The San Antonio-Baguio sister city partnership has hit the ground running in 2024. The first medical mission of CABSAT to Baguio City to treat residents and indigenous people outside of the city was conducted in February 2024. CABSAT also donated toothbrushes to the Baguio Central School during a National Dental Health Month event for students in the same month.
In a Creative Cities Exchange in March 2024, a Baguio City delegation took part in San Antonio’s Annual Paella Challenge. Kaiumova mentioned that a sister city garden is part of the Baguio City urban plan in 2025 which would include a recreation area similar to the local landmarks of San Antonio like the River Walk. Future academic collaborations on health are also being discussed by Saint Louis University and the University of Texas at San Antonio based on a memorandum of agreement signed in October 2022.
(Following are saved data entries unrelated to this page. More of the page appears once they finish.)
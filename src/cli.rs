// src/cli.rs
// =============================================================================
// This file defines our command-line interface using the `clap` crate.
//
// The surface is deliberately tiny: one positional argument naming the site,
// nothing else. clap still gives us --help, --version and a proper usage
// error (with non-zero exit) when the argument is missing.
//
// Rust concepts:
// - Derive macros: #[derive(Parser)] generates all the parsing code
// - Doc comments: the /// text above a field becomes its --help description
// =============================================================================

use clap::Parser;

// This struct represents our entire CLI application
//
// #[derive(Parser)] tells clap to automatically generate parsing code
// The #[command(...)] attributes configure how the CLI behaves
#[derive(Parser, Debug)]
#[command(
    name = "index-guardian",
    version = "0.1.0",
    about = "Bulk-check and request Google indexing for every URL in a site's sitemaps",
    long_about = "index-guardian walks every URL found in a site's sitemaps (as registered in \
                  Google Search Console), checks its current indexing status, and requests \
                  indexing for URLs that aren't indexed yet. Statuses are cached per site in \
                  .cache/ so repeated runs only re-query what's stale or still actionable."
)]
pub struct Cli {
    /// Domain or site URL as registered in Search Console
    ///
    /// A bare domain (example.com) is treated as a Domain property
    /// (sc-domain:example.com); a full URL (https://example.com/) is
    /// treated as a URL-prefix property.
    pub site: String,
}

// -----------------------------------------------------------------------------
// BEGINNER NOTES:
//
// 1. Where are the flags?
//    - There are none on purpose. The tool has exactly one input: the site.
//    - Everything else (credentials path, cache location, batch size) has a
//      sensible fixed default or an environment variable.
//
// 2. What happens when the argument is missing?
//    - clap prints a usage error to stderr and exits non-zero by itself,
//      before our code ever runs
//
// 3. Why String instead of &str?
//    - String is owned (the struct owns the data)
//    - CLI arguments outlive the parsing call, so the struct must own them
// -----------------------------------------------------------------------------
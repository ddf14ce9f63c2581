// src/sitemap/mod.rs
// =============================================================================
// This module turns a site into its list of canonical page URLs.
//
// How it works:
// 1. Ask Search Console which sitemaps are registered for the site
// 2. Fetch each sitemap document over plain HTTP
// 3. A <sitemapindex> lists more sitemaps - push them onto the queue
// 4. A <urlset> lists pages - collect their <loc> values
// 5. Repeat until the queue is empty
//
// Politeness:
// - Sitemaps are fetched one at a time with a small delay between requests
// - A sitemap that fails to fetch or parse is a warning, not a fatal error;
//   the pages from every other sitemap are still processed
//
// Rust concepts:
// - HashSet: To visit each sitemap once (index files can cross-reference)
// - VecDeque: Breadth-first traversal of nested sitemap indexes
// - scraper: html5ever is lenient enough to parse sitemap XML, so the same
//   Selector idiom that extracts <a href> works for <loc>
// =============================================================================

use crate::gsc::SearchConsole;
use anyhow::{anyhow, Result};
use reqwest::Client;
use scraper::{Html, Selector};
use std::collections::{HashSet, VecDeque};

// What one sitemap document contains after extraction
struct SitemapContents {
    /// <sitemapindex><sitemap><loc> entries - more sitemaps to visit
    nested_sitemaps: Vec<String>,
    /// <urlset><url><loc> entries - actual page URLs
    pages: Vec<String>,
}

// Enumerates all page URLs reachable from the site's registered sitemaps.
//
// Returns (sitemaps, pages):
//   sitemaps - the sitemap paths registered in Search Console (the caller
//              treats an empty list as fatal: nothing to do without them)
//   pages    - every page URL found, deduplicated, in first-seen order
pub async fn get_sitemap_pages(
    console: &SearchConsole,
    site_url: &str,
) -> Result<(Vec<String>, Vec<String>)> {
    let sitemaps = console.list_sitemaps(site_url).await?;

    let client = Client::builder()
        .timeout(std::time::Duration::from_secs(10))
        .build()?;

    // Queue of sitemap documents to fetch, starting with the registered ones
    let mut queue: VecDeque<String> = sitemaps.iter().cloned().collect();

    // Track visited sitemaps: index files may reference each other
    let mut visited = HashSet::new();

    // Page URLs, deduplicated but order-preserving
    let mut seen_pages = HashSet::new();
    let mut pages = Vec::new();

    while let Some(sitemap_url) = queue.pop_front() {
        // Skip if already visited
        if !visited.insert(sitemap_url.clone()) {
            continue;
        }

        match fetch_sitemap(&client, &sitemap_url).await {
            Ok(xml) => {
                let contents = extract_locs(&xml);

                for nested in contents.nested_sitemaps {
                    if !visited.contains(&nested) {
                        queue.push_back(nested);
                    }
                }

                for page in contents.pages {
                    if seen_pages.insert(page.clone()) {
                        pages.push(page);
                    }
                }

                // Polite fetching: small delay between sitemap requests
                tokio::time::sleep(std::time::Duration::from_millis(100)).await;
            }
            Err(e) => {
                eprintln!("  Warning: failed to fetch sitemap {}: {}", sitemap_url, e);
            }
        }
    }

    Ok((sitemaps, pages))
}

// Fetches a sitemap document and returns its raw XML
async fn fetch_sitemap(client: &Client, url: &str) -> Result<String> {
    let response = client.get(url).send().await?;

    if !response.status().is_success() {
        return Err(anyhow!("HTTP {}", response.status()));
    }

    let xml = response.text().await?;
    Ok(xml)
}

// Extracts <loc> values from a sitemap document.
//
// Sitemap XML comes in two shapes:
//
//   <sitemapindex><sitemap><loc>https://.../part1.xml</loc></sitemap>...
//   <urlset><url><loc>https://.../page</loc></url>...
//
// html5ever parses either happily (unknown elements are just elements), so
// child-combinator selectors distinguish the two cases.
fn extract_locs(xml: &str) -> SitemapContents {
    let document = Html::parse_document(xml);

    // unwrap is fine: these selectors are compile-time constants
    let nested_selector = Selector::parse("sitemap > loc").unwrap();
    let page_selector = Selector::parse("url > loc").unwrap();

    SitemapContents {
        nested_sitemaps: document
            .select(&nested_selector)
            .filter_map(loc_text)
            .collect(),
        pages: document.select(&page_selector).filter_map(loc_text).collect(),
    }
}

// The trimmed text content of a <loc> element, or None if it's blank
fn loc_text(element: scraper::ElementRef<'_>) -> Option<String> {
    let text = element.text().collect::<String>().trim().to_string();
    if text.is_empty() {
        None
    } else {
        Some(text)
    }
}

// -----------------------------------------------------------------------------
// BEGINNER NOTES:
//
// 1. Why a queue instead of recursion?
//    - Sitemap indexes can nest and even reference each other
//    - A VecDeque plus a visited HashSet handles arbitrary nesting without
//      stack depth worries and without fetching anything twice
//
// 2. Why is a failed sitemap only a warning?
//    - One unreachable sitemap shouldn't throw away the thousands of URLs
//      the other sitemaps contributed
//    - The fatal case (NO sitemaps registered at all) is decided by the
//      caller, which sees the full list
//
// 3. Why does an HTML parser work on XML?
//    - html5ever never rejects input; unknown elements like <urlset> are
//      simply elements, and nesting is preserved
//    - That makes CSS child selectors ("url > loc") a perfectly good way
//      to query sitemap documents
// -----------------------------------------------------------------------------

#[cfg(test)]
mod tests {
    use super::*;

    #[test]
    fn test_extract_pages_from_urlset() {
        let xml = r#"<?xml version="1.0" encoding="UTF-8"?>
<urlset xmlns="http://www.sitemaps.org/schemas/sitemap/0.9">
  <url>
    <loc>https://example.com/</loc>
    <lastmod>2024-05-01</lastmod>
  </url>
  <url>
    <loc>https://example.com/about</loc>
  </url>
</urlset>"#;

        let contents = extract_locs(xml);
        assert_eq!(
            contents.pages,
            vec!["https://example.com/", "https://example.com/about"]
        );
        assert!(contents.nested_sitemaps.is_empty());
    }

    #[test]
    fn test_extract_nested_sitemaps_from_index() {
        let xml = r#"<?xml version="1.0" encoding="UTF-8"?>
<sitemapindex xmlns="http://www.sitemaps.org/schemas/sitemap/0.9">
  <sitemap>
    <loc>https://example.com/sitemap-posts.xml</loc>
  </sitemap>
  <sitemap>
    <loc>https://example.com/sitemap-pages.xml</loc>
  </sitemap>
</sitemapindex>"#;

        let contents = extract_locs(xml);
        assert_eq!(
            contents.nested_sitemaps,
            vec![
                "https://example.com/sitemap-posts.xml",
                "https://example.com/sitemap-pages.xml"
            ]
        );
        assert!(contents.pages.is_empty());
    }

    #[test]
    fn test_extract_trims_whitespace_inside_loc() {
        let xml = r#"<urlset>
  <url>
    <loc>
      https://example.com/padded
    </loc>
  </url>
</urlset>"#;

        let contents = extract_locs(xml);
        assert_eq!(contents.pages, vec!["https://example.com/padded"]);
    }

    #[test]
    fn test_extract_ignores_unrelated_markup() {
        let contents = extract_locs("<html><body><p>This is not a sitemap</p></body></html>");
        assert!(contents.pages.is_empty());
        assert!(contents.nested_sitemaps.is_empty());
    }
}
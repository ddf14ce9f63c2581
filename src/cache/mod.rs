// src/cache/mod.rs
// =============================================================================
// This module persists what we already know about each URL, so repeated runs
// don't re-inspect URLs whose status is known-good and recent.
//
// On disk this is one JSON file per site under .cache/, a flat object:
//
//   {
//     "https://example.com/about": {
//       "status": "Submitted and indexed",
//       "lastCheckedAt": "2024-06-01T12:00:00Z"
//     },
//     ...
//   }
//
// Rules:
// - One file, one site. Entries are never merged across sites.
// - A missing file is simply an empty cache (first run).
// - A corrupt file is a hard error. Silently treating garbage as empty would
//   re-request indexing for everything and mask real status loss.
// - flush() writes a temp file and renames it over the target, so a crash
//   mid-write never leaves a half-written file that parses as valid.
//
// Rust concepts:
// - BTreeMap: sorted map, so the serialized file is deterministic
// - thiserror: typed errors, callers can tell Corrupt from plain I/O
// - Ownership: the cache is the only owner of its entries; the engine
//   proposes replacements through put()
// =============================================================================

use crate::gsc::PageStatus;
use chrono::{DateTime, Utc};
use serde::{Deserialize, Serialize};
use std::collections::BTreeMap;
use std::fs;
use std::io;
use std::path::{Path, PathBuf};
use thiserror::Error;

// The last-known status of a single URL.
//
// Created on the first successful lookup, overwritten on every recheck,
// never deleted - a stale entry just stops being trusted (see the recheck
// policy) until a fresh lookup supersedes it.
#[derive(Debug, Clone, PartialEq, Serialize, Deserialize)]
pub struct StatusRecord {
    /// The indexing status reported by (or synthesized from) the API
    pub status: PageStatus,
    /// When we last asked, ISO-8601 in the file
    #[serde(rename = "lastCheckedAt")]
    pub last_checked_at: DateTime<Utc>,
}

// Errors the cache can produce.
//
// Corrupt is separated out because the engine must fail loudly on it
// instead of guessing (see module header).
#[derive(Debug, Error)]
pub enum CacheError {
    #[error("cache file {path} is corrupt: {source} (fix or delete the file and re-run)")]
    Corrupt {
        path: PathBuf,
        source: serde_json::Error,
    },

    #[error("cache I/O failed for {path}: {source}")]
    Io {
        path: PathBuf,
        source: io::Error,
    },
}

// The in-memory status cache for one site, bound to its on-disk file.
#[derive(Debug)]
pub struct StatusCache {
    path: PathBuf,
    entries: BTreeMap<String, StatusRecord>,
}

impl StatusCache {
    // Loads the cache from disk.
    //
    // A missing file yields an empty cache. Anything unreadable or
    // unparseable is an error - never a silent empty cache.
    pub fn load(path: &Path) -> Result<Self, CacheError> {
        let entries = match fs::read_to_string(path) {
            Ok(contents) => {
                serde_json::from_str(&contents).map_err(|source| CacheError::Corrupt {
                    path: path.to_path_buf(),
                    source,
                })?
            }
            Err(e) if e.kind() == io::ErrorKind::NotFound => BTreeMap::new(),
            Err(source) => {
                return Err(CacheError::Io {
                    path: path.to_path_buf(),
                    source,
                })
            }
        };

        Ok(StatusCache {
            path: path.to_path_buf(),
            entries,
        })
    }

    /// Looks up the record for a URL, if we have one.
    pub fn get(&self, url: &str) -> Option<&StatusRecord> {
        self.entries.get(url)
    }

    /// Inserts or replaces the record for a URL. Last write wins.
    pub fn put(&mut self, url: String, record: StatusRecord) {
        self.entries.insert(url, record);
    }

    /// Number of cached URLs.
    pub fn len(&self) -> usize {
        self.entries.len()
    }

    pub fn is_empty(&self) -> bool {
        self.entries.is_empty()
    }

    // Writes the whole cache to its file, atomically.
    //
    // Serializes to a sibling temp file first, then renames over the target.
    // rename() on the same filesystem either fully succeeds or leaves the
    // previous file untouched.
    pub fn flush(&self) -> Result<(), CacheError> {
        let io_err = |source| CacheError::Io {
            path: self.path.clone(),
            source,
        };

        // Matches the original file format: pretty-printed, 2-space indent
        let json = serde_json::to_string_pretty(&self.entries).expect("cache map serializes");

        let tmp_path = self.path.with_extension("json.tmp");
        fs::write(&tmp_path, json).map_err(io_err)?;
        fs::rename(&tmp_path, &self.path).map_err(io_err)?;
        Ok(())
    }
}

// Derives the cache file name for a site.
//
// The site identifier contains characters that don't belong in file names
// (scheme separators, slashes), so they're folded into underscores:
//
//   "https://example.com/"      -> "https_example.com_.json"
//   "http://example.com/"       -> "http_example.com_.json"
//   "sc-domain:example.com"     -> "example.com.json"
pub fn cache_file_name(site_url: &str) -> String {
    let token = site_url
        .replace("http://", "http_")
        .replace("https://", "https_")
        .replace("sc-domain:", "")
        .replace('/', "_");
    format!("{}.json", token)
}

// -----------------------------------------------------------------------------
// BEGINNER NOTES:
//
// 1. Why BTreeMap instead of HashMap?
//    - BTreeMap iterates its keys in sorted order
//    - So two flushes of the same logical state produce byte-identical
//      files, which makes diffs of .cache/ files actually readable
//
// 2. What makes the rename trick "atomic"?
//    - fs::rename within one filesystem replaces the target in a single
//      operation - readers see either the old complete file or the new
//      complete file, never a half-written one
//
// 3. Why is Corrupt its own error variant?
//    - The caller must be able to tell "no cache yet" (fine, start empty)
//      from "cache exists but is garbage" (stop! something is wrong)
//    - Folding both into an empty map would silently re-request indexing
//      for every URL of the site
// -----------------------------------------------------------------------------
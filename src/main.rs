// src/main.rs
// =============================================================================
// This is the entry point of our CLI application.
//
// What happens here:
// 1. Parse the command-line argument (the site) using clap
// 2. Obtain an access token for the Google APIs (fatal if that fails)
// 3. Enumerate every page URL from the site's registered sitemaps
// 4. Load the per-site status cache and run the batch engine over the URLs,
//    checkpointing the cache after every batch
// 5. Print a per-status summary and exit with the proper code
//    (0 = success, 1 = nothing to do / no sitemaps, 2 = error)
//
// Rust concepts:
// - async/await: Because we make many network requests concurrently
// - Result<T, E>: For error handling with the ? operator
// - Closures: The batch-checkpoint hook handed to the engine
// =============================================================================

// Module declarations - tells Rust about our other source files
mod auth; //    src/auth/    - service-account token provider
mod cache; //   src/cache/   - per-site status cache
mod cli; //     src/cli.rs   - command-line parsing
mod engine; //  src/engine/  - batch orchestrator + recheck policy
mod gsc; //     src/gsc/     - Search Console vocabulary and API client
mod sitemap; // src/sitemap/ - sitemap discovery and URL enumeration

use anyhow::{Context, Result};
use clap::Parser;
use cli::Cli;
use std::fs;
use std::path::Path;

// How many URLs are in flight at once. Each batch of this size must fully
// settle before the next one starts (that's also the checkpoint boundary).
const BATCH_SIZE: usize = 10;

// Where the per-site cache files live, relative to the working directory
const CACHE_DIR: &str = ".cache";

// The #[tokio::main] attribute transforms our async main into a real main
// function. It creates a tokio runtime and runs our async code inside it.
#[tokio::main]
async fn main() {
    let exit_code = match run().await {
        Ok(code) => code,
        Err(e) => {
            // Unexpected/fatal error: print the whole context chain
            eprintln!("Error: {:#}", e);
            2
        }
    };

    std::process::exit(exit_code);
}

// The main application logic
// Returns:
//   Ok(0) = run completed
//   Ok(1) = no sitemaps registered for the site
//   Err   = fatal error (credentials, corrupt cache, I/O)
async fn run() -> Result<i32> {
    let cli = Cli::parse();

    // Without a token nothing else can work, so this failure is fatal
    let token = auth::get_access_token(&auth::key_file_path())
        .await
        .context("could not authenticate the service account")?;

    let site_url = gsc::convert_to_site_url(&cli.site);
    println!("🔎 Processing site: {}", site_url);

    let console = gsc::SearchConsole::new(token)?;

    let (sitemaps, pages) = sitemap::get_sitemap_pages(&console, &site_url).await?;
    if sitemaps.is_empty() {
        eprintln!("❌ No sitemaps found, add them to Google Search Console and try again.");
        eprintln!();
        return Ok(1);
    }
    println!(
        "👉 Found {} URLs in {} sitemap(s)",
        pages.len(),
        sitemaps.len()
    );

    fs::create_dir_all(CACHE_DIR)
        .with_context(|| format!("could not create the {} directory", CACHE_DIR))?;
    let cache_path = Path::new(CACHE_DIR).join(cache::cache_file_name(&site_url));

    // A corrupt cache file aborts the run here - treating it as empty would
    // re-request indexing for every URL on the site
    let mut cache = cache::StatusCache::load(&cache_path)?;
    println!("💾 Cache loaded: {} URLs known", cache.len());

    let results = engine::run(
        &console,
        &site_url,
        &pages,
        &mut cache,
        BATCH_SIZE,
        engine::default_ttl(),
        |batch_index, batch_count, cache| {
            println!("📦 Batch {} of {} complete", batch_index + 1, batch_count);

            // Checkpoint: everything processed so far becomes durable.
            // A failed checkpoint is reported but doesn't stop the run -
            // the previous on-disk state is still intact.
            if let Err(e) = cache.flush() {
                eprintln!("  Warning: cache checkpoint failed: {}", e);
            }
        },
    )
    .await;

    // One final flush; failing HERE is fatal because the run's results
    // would otherwise be lost
    cache.flush()?;

    print_summary(pages.len(), &results);

    Ok(0)
}

// Prints the per-status tally that ends every successful run
fn print_summary(page_count: usize, results: &[engine::UrlOutcome]) {
    println!();
    println!("👍 Done, here's the status of all {} pages:", page_count);

    for (status, urls) in engine::tally(results) {
        println!("• {} {}: {} pages", status.emoji(), status, urls.len());
    }

    println!();
    println!("👍 All done!");
}
//! Alert history entries and their lifecycle

use rand::distributions::Alphanumeric;
use rand::Rng;
use serde::{Deserialize, Serialize};
use std::fmt;
use std::str::FromStr;

/// Default number of records returned by history queries
pub const DEFAULT_HISTORY_LIMIT: usize = 100;

/// Coarse severity bucket assigned at fire time
#[derive(Debug, Clone, Copy, PartialEq, Eq, Hash, Serialize, Deserialize)]
#[serde(rename_all = "lowercase")]
pub enum Severity {
    Critical,
    High,
    Medium,
    Low,
}

impl Severity {
    /// Bucket a rule by its configured threshold, not the observed value
    pub fn from_threshold(threshold: f64) -> Self {
        if threshold > 1000.0 {
            Severity::Critical
        } else if threshold > 100.0 {
            Severity::High
        } else if threshold > 10.0 {
            Severity::Medium
        } else {
            Severity::Low
        }
    }

    pub fn as_str(&self) -> &'static str {
        match self {
            Severity::Critical => "critical",
            Severity::High => "high",
            Severity::Medium => "medium",
            Severity::Low => "low",
        }
    }
}

impl fmt::Display for Severity {
    fn fmt(&self, f: &mut fmt::Formatter<'_>) -> fmt::Result {
        f.write_str(self.as_str())
    }
}

impl FromStr for Severity {
    type Err = String;

    fn from_str(s: &str) -> Result<Self, Self::Err> {
        match s.to_ascii_lowercase().as_str() {
            "critical" => Ok(Severity::Critical),
            "high" => Ok(Severity::High),
            "medium" => Ok(Severity::Medium),
            "low" => Ok(Severity::Low),
            other => Err(format!("unknown severity '{}'", other)),
        }
    }
}

/// Alert record status
///
/// Records start `Active`. Acknowledge and resolve may be applied in any
/// order and repeatedly; nothing moves a record back to `Active`.
#[derive(Debug, Clone, Copy, PartialEq, Eq, Hash, Serialize, Deserialize)]
#[serde(rename_all = "lowercase")]
pub enum AlertStatus {
    Active,
    Acknowledged,
    Resolved,
}

impl AlertStatus {
    pub fn as_str(&self) -> &'static str {
        match self {
            AlertStatus::Active => "active",
            AlertStatus::Acknowledged => "acknowledged",
            AlertStatus::Resolved => "resolved",
        }
    }
}

impl fmt::Display for AlertStatus {
    fn fmt(&self, f: &mut fmt::Formatter<'_>) -> fmt::Result {
        f.write_str(self.as_str())
    }
}

impl FromStr for AlertStatus {
    type Err = String;

    fn from_str(s: &str) -> Result<Self, Self::Err> {
        match s.to_ascii_lowercase().as_str() {
            "active" => Ok(AlertStatus::Active),
            "acknowledged" => Ok(AlertStatus::Acknowledged),
            "resolved" => Ok(AlertStatus::Resolved),
            other => Err(format!("unknown status '{}'", other)),
        }
    }
}

/// One fire of one rule
#[derive(Debug, Clone, PartialEq, Serialize, Deserialize)]
#[serde(rename_all = "camelCase")]
pub struct AlertRecord {
    /// `alert_<timestamp>_<random>`
    pub id: String,
    /// Name of the rule that fired; the rule may since have been removed
    pub rule_name: String,
    /// Unix millis
    pub timestamp: i64,
    /// Sample that triggered the rule, stored verbatim
    pub data: serde_json::Value,
    pub severity: Severity,
    pub status: AlertStatus,
    pub acknowledged_by: Option<String>,
    pub acknowledged_at: Option<i64>,
    pub resolved_by: Option<String>,
    pub resolved_at: Option<i64>,
}

impl AlertRecord {
    pub fn new(
        rule_name: impl Into<String>,
        data: serde_json::Value,
        severity: Severity,
        timestamp: i64,
    ) -> Self {
        Self {
            id: generate_alert_id(timestamp),
            rule_name: rule_name.into(),
            timestamp,
            data,
            severity,
            status: AlertStatus::Active,
            acknowledged_by: None,
            acknowledged_at: None,
            resolved_by: None,
            resolved_at: None,
        }
    }

    pub fn acknowledge(&mut self, user_id: &str, now: i64) {
        self.status = AlertStatus::Acknowledged;
        self.acknowledged_by = Some(user_id.to_string());
        self.acknowledged_at = Some(now);
    }

    pub fn resolve(&mut self, user_id: &str, now: i64) {
        self.status = AlertStatus::Resolved;
        self.resolved_by = Some(user_id.to_string());
        self.resolved_at = Some(now);
    }
}

fn generate_alert_id(timestamp: i64) -> String {
    let suffix: String = rand::thread_rng()
        .sample_iter(&Alphanumeric)
        .take(9)
        .map(|c| char::from(c).to_ascii_lowercase())
        .collect();
    format!("alert_{}_{}", timestamp, suffix)
}

/// History query parameters
#[derive(Debug, Clone, Copy, PartialEq, Eq)]
pub struct HistoryFilter {
    pub limit: usize,
    pub status: Option<AlertStatus>,
    pub severity: Option<Severity>,
}

impl HistoryFilter {
    pub fn with_limit(limit: usize) -> Self {
        Self {
            limit,
            ..Self::default()
        }
    }

    pub fn matches(&self, record: &AlertRecord) -> bool {
        self.status.map_or(true, |s| record.status == s)
            && self.severity.map_or(true, |s| record.severity == s)
    }
}

impl Default for HistoryFilter {
    fn default() -> Self {
        Self {
            limit: DEFAULT_HISTORY_LIMIT,
            status: None,
            severity: None,
        }
    }
}

/// Per-severity tallies
#[derive(Debug, Clone, Copy, Default, PartialEq, Eq, Serialize, Deserialize)]
pub struct SeverityCounts {
    pub critical: usize,
    pub high: usize,
    pub medium: usize,
    pub low: usize,
}

/// Summary over the full alert history
#[derive(Debug, Clone, Copy, Default, PartialEq, Eq, Serialize, Deserialize)]
#[serde(rename_all = "camelCase")]
pub struct AlertStats {
    pub total: usize,
    pub active: usize,
    pub acknowledged: usize,
    pub resolved: usize,
    pub by_severity: SeverityCounts,
}

impl AlertStats {
    /// Tally records in a single pass
    pub fn tally<'a, I>(records: I) -> Self
    where
        I: IntoIterator<Item = &'a AlertRecord>,
    {
        records.into_iter().fold(Self::default(), |mut stats, record| {
            stats.total += 1;
            match record.status {
                AlertStatus::Active => stats.active += 1,
                AlertStatus::Acknowledged => stats.acknowledged += 1,
                AlertStatus::Resolved => stats.resolved += 1,
            }
            match record.severity {
                Severity::Critical => stats.by_severity.critical += 1,
                Severity::High => stats.by_severity.high += 1,
                Severity::Medium => stats.by_severity.medium += 1,
                Severity::Low => stats.by_severity.low += 1,
            }
            stats
        })
    }
}
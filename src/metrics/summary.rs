//! Aggregate summaries over a metric's retained samples

use serde::{Deserialize, Serialize};

use super::registry::MetricSample;

/// Aggregates over the currently retained window of one metric
#[derive(Debug, Clone, PartialEq, Serialize, Deserialize)]
#[serde(rename_all = "camelCase")]
pub struct MetricSummary {
    pub count: usize,
    pub min: f64,
    pub max: f64,
    pub avg: f64,
    pub last_value: f64,
    pub last_timestamp: i64,
}

impl MetricSummary {
    /// Summarize samples in insertion order; `None` when there are none
    pub fn from_samples<'a, I>(samples: I) -> Option<Self>
    where
        I: IntoIterator<Item = &'a MetricSample>,
    {
        let mut iter = samples.into_iter();
        let first = iter.next()?;

        let mut summary = Self {
            count: 1,
            min: first.value,
            max: first.value,
            avg: 0.0,
            last_value: first.value,
            last_timestamp: first.timestamp,
        };
        let mut sum = first.value;

        for sample in iter {
            summary.count += 1;
            summary.min = summary.min.min(sample.value);
            summary.max = summary.max.max(sample.value);
            summary.last_value = sample.value;
            summary.last_timestamp = sample.timestamp;
            sum += sample.value;
        }

        summary.avg = sum / summary.count as f64;
        Some(summary)
    }
}
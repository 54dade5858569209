//! In-process metrics registry
//!
//! Keeps the most recent observations per metric name in bounded FIFO
//! buffers and computes aggregates on demand. Long-term storage is left to
//! whatever [`MetricSink`] the samples are forwarded to.

pub mod registry;
pub mod sink;
pub mod summary;

pub use registry::{MetricSample, MetricsRegistry, DEFAULT_METRIC_CAPACITY};
pub use sink::{LogSink, MetricSink, SinkError};
pub use summary::MetricSummary;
The San Antonio-Baguio sister city partnership has achieved positive results in the short-term because of their shared profiles, sectors of mutual interest, and a strong level of commitment from their leaders. In a few months, San Antonio and Baguio City will celebrate their partnership’s first anniversary. It is interesting to see how the San Antonio-Baguio City sister partnership will grow from here, given its high potential to yield long-term benefits to both cities socially, economically, and culturally.
The author would like to thank Ms. Tanzila Kaiumova of the San Antonio Global Engagement Office and Ms. Melinda Rodriguez of Communities Aligning Baguio and San Antonio, Texas for corresponding with him via email and for being valuable resources for this article.
John Angelo Gerard "Jag” D.O. Calbario is a participant in the Young Professionals Program at the East-West Center in Washington, DC. He is a graduate student at the American University School of International Service, enrolled in the Master of Arts in International Affairs program with a concentration in global governance.